(Action item) Repeat verbatim, and only, the lines of the data below, beginning at the line that contains "Ok(row.map(PostRecord::from))" and stopping after the line that contains "FROM posts WHERE".
═══ Dataset
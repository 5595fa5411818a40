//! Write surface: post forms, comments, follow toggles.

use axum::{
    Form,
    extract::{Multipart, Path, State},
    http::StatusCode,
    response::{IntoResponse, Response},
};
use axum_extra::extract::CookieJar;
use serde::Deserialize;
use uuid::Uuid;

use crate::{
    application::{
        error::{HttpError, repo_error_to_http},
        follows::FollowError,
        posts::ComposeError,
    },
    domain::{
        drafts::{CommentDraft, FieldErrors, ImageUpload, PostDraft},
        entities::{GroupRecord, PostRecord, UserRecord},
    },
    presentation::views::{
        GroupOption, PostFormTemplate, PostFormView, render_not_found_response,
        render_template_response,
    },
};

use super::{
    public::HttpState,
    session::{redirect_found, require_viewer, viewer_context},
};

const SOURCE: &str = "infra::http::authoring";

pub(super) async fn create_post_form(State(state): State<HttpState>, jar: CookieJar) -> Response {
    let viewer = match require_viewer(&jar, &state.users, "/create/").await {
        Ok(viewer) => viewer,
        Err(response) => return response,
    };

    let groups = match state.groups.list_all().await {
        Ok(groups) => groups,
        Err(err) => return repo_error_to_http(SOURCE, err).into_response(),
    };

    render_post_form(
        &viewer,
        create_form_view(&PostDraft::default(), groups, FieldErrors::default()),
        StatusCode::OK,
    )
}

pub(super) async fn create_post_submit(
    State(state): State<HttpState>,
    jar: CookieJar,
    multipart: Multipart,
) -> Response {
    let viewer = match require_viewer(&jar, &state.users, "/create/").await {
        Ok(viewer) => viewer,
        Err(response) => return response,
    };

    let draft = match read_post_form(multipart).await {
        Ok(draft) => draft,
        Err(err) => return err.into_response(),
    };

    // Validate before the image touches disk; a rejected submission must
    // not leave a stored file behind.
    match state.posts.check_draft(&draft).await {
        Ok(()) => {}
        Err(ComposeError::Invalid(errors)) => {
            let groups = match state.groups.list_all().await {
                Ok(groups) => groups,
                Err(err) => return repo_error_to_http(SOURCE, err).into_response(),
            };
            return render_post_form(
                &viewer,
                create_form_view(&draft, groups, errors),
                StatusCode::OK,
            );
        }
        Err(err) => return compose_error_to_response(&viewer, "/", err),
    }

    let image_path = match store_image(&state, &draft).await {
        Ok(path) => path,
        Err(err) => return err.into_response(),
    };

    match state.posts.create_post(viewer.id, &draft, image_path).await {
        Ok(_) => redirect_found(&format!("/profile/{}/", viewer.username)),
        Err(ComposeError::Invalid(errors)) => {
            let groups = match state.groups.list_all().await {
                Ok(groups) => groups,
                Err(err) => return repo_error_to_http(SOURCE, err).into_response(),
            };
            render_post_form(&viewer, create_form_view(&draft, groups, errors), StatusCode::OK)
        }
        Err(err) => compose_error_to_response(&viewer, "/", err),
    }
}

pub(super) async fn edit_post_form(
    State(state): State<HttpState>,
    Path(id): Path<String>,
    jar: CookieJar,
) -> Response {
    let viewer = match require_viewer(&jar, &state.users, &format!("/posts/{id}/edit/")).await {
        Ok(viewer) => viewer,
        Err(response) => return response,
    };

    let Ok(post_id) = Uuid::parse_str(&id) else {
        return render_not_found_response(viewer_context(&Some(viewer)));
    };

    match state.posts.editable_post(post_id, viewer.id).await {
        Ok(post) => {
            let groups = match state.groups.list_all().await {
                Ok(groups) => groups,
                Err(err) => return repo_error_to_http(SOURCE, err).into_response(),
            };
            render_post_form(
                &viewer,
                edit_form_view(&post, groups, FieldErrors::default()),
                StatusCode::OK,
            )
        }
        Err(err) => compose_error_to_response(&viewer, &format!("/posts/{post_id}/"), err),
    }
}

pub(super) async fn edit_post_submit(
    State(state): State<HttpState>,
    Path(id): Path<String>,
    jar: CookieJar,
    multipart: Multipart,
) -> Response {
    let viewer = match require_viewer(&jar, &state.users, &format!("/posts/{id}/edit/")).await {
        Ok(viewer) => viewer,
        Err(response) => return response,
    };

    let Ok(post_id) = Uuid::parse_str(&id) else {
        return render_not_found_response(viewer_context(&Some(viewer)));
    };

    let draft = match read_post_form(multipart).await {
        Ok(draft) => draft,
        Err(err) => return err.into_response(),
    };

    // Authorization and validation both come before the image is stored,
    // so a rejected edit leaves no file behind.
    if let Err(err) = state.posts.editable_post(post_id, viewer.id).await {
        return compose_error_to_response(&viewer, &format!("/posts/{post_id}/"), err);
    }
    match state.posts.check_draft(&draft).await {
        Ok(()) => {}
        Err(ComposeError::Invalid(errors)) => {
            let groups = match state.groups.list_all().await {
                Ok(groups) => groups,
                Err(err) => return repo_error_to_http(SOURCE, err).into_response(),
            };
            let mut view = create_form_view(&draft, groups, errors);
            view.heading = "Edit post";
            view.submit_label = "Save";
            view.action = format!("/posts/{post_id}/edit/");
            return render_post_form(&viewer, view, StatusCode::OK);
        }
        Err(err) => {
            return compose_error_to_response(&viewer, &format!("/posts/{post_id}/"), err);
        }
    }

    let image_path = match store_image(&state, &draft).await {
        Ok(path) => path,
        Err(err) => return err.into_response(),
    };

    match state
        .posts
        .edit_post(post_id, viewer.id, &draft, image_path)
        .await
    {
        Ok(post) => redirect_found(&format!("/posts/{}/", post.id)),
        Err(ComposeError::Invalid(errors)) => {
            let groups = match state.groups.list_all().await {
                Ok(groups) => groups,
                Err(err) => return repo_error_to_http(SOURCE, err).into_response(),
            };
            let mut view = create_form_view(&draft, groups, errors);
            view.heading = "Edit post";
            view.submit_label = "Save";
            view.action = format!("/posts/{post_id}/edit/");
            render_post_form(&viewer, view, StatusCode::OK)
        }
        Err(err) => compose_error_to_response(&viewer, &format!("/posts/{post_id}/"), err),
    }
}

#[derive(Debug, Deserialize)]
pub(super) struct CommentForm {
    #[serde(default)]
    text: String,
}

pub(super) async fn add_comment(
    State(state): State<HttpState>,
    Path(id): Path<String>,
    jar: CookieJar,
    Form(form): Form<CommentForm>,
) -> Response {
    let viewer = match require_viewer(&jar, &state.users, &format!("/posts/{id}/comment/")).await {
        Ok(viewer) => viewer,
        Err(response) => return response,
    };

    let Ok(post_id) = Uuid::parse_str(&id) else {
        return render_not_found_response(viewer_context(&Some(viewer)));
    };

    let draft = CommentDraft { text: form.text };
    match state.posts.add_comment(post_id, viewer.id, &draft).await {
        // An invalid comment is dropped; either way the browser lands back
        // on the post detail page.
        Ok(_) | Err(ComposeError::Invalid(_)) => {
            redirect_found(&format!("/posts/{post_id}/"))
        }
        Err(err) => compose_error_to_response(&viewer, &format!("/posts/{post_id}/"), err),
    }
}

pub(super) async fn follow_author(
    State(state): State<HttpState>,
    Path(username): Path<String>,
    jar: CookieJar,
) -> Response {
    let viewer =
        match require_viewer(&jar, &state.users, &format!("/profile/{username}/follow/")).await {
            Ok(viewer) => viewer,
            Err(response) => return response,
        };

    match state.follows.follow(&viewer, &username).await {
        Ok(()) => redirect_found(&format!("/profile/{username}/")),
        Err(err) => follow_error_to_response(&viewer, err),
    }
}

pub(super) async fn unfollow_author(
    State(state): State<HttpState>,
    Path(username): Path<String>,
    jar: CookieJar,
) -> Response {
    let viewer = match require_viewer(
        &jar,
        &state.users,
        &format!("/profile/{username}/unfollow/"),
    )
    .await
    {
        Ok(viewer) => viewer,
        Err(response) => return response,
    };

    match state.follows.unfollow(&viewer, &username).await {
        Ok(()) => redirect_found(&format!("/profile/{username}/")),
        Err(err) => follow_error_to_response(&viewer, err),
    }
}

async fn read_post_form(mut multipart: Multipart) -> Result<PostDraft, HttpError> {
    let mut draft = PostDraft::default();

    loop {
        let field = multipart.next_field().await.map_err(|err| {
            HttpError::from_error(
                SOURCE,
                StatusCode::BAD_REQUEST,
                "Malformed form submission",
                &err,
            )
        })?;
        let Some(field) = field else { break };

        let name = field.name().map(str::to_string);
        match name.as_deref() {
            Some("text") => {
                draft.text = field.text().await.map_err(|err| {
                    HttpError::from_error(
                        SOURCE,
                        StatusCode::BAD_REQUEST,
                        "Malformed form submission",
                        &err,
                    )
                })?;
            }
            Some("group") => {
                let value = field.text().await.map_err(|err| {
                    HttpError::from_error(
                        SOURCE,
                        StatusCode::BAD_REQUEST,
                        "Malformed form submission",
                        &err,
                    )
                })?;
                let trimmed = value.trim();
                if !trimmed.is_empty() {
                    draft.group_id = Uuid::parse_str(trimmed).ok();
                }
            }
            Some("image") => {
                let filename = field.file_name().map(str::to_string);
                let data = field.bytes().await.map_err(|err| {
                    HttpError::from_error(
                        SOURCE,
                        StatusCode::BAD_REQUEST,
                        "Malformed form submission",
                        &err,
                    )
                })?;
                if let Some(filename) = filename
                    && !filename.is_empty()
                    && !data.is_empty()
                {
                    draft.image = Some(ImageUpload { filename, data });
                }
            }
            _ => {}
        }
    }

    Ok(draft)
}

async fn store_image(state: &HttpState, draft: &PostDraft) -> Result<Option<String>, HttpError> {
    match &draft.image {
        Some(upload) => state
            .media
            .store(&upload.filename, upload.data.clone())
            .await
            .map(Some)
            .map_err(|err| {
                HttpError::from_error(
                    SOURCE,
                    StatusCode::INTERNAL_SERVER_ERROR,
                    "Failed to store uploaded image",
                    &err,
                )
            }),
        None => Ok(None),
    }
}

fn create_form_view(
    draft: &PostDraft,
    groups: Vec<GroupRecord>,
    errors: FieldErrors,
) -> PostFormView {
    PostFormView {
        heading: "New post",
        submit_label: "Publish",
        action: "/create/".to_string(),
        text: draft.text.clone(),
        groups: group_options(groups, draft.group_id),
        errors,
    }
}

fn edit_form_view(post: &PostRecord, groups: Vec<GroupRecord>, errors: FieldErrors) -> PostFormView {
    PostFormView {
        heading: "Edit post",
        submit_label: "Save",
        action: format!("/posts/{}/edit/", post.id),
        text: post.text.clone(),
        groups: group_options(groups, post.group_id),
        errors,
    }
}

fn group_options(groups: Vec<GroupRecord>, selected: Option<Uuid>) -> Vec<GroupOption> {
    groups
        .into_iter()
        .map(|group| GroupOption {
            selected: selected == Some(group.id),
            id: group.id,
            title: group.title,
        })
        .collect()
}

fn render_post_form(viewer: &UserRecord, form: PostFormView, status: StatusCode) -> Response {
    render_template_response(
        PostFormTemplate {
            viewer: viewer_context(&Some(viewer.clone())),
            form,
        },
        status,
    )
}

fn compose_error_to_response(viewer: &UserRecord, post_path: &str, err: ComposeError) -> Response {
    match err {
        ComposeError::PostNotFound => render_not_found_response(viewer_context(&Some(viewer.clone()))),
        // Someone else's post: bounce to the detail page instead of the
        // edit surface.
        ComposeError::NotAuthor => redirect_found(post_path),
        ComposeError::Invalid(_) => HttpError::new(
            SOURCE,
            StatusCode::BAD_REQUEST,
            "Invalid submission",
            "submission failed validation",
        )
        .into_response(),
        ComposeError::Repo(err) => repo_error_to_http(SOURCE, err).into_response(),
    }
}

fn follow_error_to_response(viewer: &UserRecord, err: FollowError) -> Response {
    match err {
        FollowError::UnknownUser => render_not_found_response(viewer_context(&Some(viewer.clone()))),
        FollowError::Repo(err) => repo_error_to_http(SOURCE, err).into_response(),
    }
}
══════
═══ Dataset
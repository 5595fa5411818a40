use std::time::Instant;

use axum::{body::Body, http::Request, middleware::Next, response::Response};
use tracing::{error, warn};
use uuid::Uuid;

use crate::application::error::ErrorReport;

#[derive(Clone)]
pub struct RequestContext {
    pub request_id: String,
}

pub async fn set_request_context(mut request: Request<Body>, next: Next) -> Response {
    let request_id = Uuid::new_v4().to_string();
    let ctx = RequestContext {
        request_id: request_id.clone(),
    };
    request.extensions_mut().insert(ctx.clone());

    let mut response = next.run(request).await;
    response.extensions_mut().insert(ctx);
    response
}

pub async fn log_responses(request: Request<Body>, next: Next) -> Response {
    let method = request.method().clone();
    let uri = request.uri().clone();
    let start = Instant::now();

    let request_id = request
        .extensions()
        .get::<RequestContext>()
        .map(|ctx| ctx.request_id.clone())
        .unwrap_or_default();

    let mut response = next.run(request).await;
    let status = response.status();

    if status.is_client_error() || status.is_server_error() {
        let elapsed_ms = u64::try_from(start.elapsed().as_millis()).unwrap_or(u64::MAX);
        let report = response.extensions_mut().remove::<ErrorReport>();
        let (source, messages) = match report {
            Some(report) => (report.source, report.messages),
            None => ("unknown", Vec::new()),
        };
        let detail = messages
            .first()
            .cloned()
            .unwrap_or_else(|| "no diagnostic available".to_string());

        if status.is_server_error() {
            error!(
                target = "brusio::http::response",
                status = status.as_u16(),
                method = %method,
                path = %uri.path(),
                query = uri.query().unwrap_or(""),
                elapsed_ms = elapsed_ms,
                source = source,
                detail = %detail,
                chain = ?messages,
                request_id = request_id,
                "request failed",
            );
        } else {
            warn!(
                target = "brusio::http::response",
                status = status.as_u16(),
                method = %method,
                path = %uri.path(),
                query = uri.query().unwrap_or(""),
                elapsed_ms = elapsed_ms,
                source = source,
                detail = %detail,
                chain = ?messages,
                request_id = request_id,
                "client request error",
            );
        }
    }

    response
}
══════
═══ Dataset
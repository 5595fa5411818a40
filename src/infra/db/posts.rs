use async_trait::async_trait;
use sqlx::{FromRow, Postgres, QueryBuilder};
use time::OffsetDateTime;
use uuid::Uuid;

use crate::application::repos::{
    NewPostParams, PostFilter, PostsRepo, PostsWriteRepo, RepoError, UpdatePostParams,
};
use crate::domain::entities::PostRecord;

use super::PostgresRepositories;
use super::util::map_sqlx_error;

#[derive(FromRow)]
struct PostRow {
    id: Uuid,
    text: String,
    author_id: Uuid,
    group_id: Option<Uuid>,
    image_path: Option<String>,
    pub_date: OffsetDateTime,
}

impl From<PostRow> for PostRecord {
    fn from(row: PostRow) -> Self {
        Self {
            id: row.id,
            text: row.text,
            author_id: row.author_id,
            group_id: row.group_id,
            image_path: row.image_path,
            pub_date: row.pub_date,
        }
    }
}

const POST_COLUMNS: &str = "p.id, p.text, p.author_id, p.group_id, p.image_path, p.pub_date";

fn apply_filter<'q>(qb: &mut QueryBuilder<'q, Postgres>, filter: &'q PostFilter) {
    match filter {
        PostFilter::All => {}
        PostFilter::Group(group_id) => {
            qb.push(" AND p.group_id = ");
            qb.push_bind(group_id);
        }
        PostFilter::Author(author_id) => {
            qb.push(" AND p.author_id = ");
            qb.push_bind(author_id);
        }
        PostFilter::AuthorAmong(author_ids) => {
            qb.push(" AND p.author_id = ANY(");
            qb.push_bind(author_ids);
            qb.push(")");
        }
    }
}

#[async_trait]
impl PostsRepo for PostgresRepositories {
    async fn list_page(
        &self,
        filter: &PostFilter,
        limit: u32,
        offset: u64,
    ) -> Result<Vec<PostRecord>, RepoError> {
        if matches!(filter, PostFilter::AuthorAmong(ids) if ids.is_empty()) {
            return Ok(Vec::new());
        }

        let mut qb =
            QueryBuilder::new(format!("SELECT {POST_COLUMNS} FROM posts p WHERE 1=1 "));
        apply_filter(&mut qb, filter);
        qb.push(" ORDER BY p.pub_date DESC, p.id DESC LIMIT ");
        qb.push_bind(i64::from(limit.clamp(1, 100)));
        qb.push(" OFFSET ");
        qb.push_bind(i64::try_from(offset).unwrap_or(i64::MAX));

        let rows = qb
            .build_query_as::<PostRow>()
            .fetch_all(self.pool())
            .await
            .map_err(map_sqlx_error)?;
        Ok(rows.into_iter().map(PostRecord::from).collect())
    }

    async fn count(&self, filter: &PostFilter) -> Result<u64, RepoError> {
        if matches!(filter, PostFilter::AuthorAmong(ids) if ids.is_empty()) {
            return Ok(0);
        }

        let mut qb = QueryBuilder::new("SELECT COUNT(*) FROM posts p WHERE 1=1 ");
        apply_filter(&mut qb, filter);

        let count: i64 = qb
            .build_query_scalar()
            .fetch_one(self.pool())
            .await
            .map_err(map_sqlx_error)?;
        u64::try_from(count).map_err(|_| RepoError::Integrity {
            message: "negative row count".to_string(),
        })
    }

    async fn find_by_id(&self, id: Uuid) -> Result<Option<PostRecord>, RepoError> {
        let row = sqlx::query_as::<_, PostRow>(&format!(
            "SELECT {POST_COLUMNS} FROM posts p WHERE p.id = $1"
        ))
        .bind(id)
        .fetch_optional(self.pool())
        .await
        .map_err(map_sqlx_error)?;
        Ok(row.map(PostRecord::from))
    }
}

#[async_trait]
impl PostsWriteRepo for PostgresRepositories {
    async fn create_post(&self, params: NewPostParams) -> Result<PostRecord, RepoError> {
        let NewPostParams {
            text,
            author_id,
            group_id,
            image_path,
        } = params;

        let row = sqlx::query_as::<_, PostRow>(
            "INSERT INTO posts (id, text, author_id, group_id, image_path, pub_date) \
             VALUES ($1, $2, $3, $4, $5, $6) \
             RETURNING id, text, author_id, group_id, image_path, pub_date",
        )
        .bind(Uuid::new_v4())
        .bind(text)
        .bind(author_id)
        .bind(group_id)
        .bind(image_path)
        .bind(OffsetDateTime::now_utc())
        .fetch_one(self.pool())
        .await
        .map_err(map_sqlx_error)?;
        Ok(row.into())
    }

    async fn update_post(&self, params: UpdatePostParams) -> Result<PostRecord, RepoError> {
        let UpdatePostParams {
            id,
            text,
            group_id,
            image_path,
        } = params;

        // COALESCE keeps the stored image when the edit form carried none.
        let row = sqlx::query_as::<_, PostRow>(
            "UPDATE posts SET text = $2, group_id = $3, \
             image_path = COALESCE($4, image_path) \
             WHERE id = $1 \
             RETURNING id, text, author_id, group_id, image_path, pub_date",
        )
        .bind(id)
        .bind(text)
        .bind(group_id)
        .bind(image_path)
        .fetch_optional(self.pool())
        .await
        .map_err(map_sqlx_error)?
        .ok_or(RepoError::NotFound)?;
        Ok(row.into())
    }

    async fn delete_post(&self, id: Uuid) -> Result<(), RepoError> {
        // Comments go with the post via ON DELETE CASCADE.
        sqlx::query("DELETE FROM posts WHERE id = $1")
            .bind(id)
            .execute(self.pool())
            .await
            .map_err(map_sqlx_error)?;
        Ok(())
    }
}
══════
(Answer below)
        Ok(row.map(PostRecord::from))
    }
}

#[async_trait]
impl PostsWriteRepo for PostgresRepositories {
    async fn create_post(&self, params: NewPostParams) -> Result<PostRecord, RepoError> {
        let NewPostParams {
            text,
            author_id,
            group_id,
            image_path,
        } = params;

        let row = sqlx::query_as::<_, PostRow>(
            "INSERT INTO posts (id, text, author_id, group_id, image_path, pub_date) \
             VALUES ($1, $2, $3, $4, $5, $6) \
             RETURNING id, text, author_id, group_id, image_path, pub_date",
        )
        .bind(Uuid::new_v4())
        .bind(text)
        .bind(author_id)
        .bind(group_id)
        .bind(image_path)
        .bind(OffsetDateTime::now_utc())
        .fetch_one(self.pool())
        .await
        .map_err(map_sqlx_error)?;
        Ok(row.into())
    }

    async fn update_post(&self, params: UpdatePostParams) -> Result<PostRecord, RepoError> {
        let UpdatePostParams {
            id,
            text,
            group_id,
            image_path,
        } = params;

        // COALESCE keeps the stored image when the edit form carried none.
        let row = sqlx::query_as::<_, PostRow>(
            "UPDATE posts SET text = $2, group_id = $3, \
             image_path = COALESCE($4, image_path) \
             WHERE id = $1 \
             RETURNING id, text, author_id, group_id, image_path, pub_date",
        )
        .bind(id)
        .bind(text)
        .bind(group_id)
        .bind(image_path)
        .fetch_optional(self.pool())
        .await
        .map_err(map_sqlx_error)?
        .ok_or(RepoError::NotFound)?;
        Ok(row.into())
    }

    async fn delete_post(&self, id: Uuid) -> Result<(), RepoError> {
        // Comments go with the post via ON DELETE CASCADE.
        sqlx::query("DELETE FROM posts WHERE id = $1")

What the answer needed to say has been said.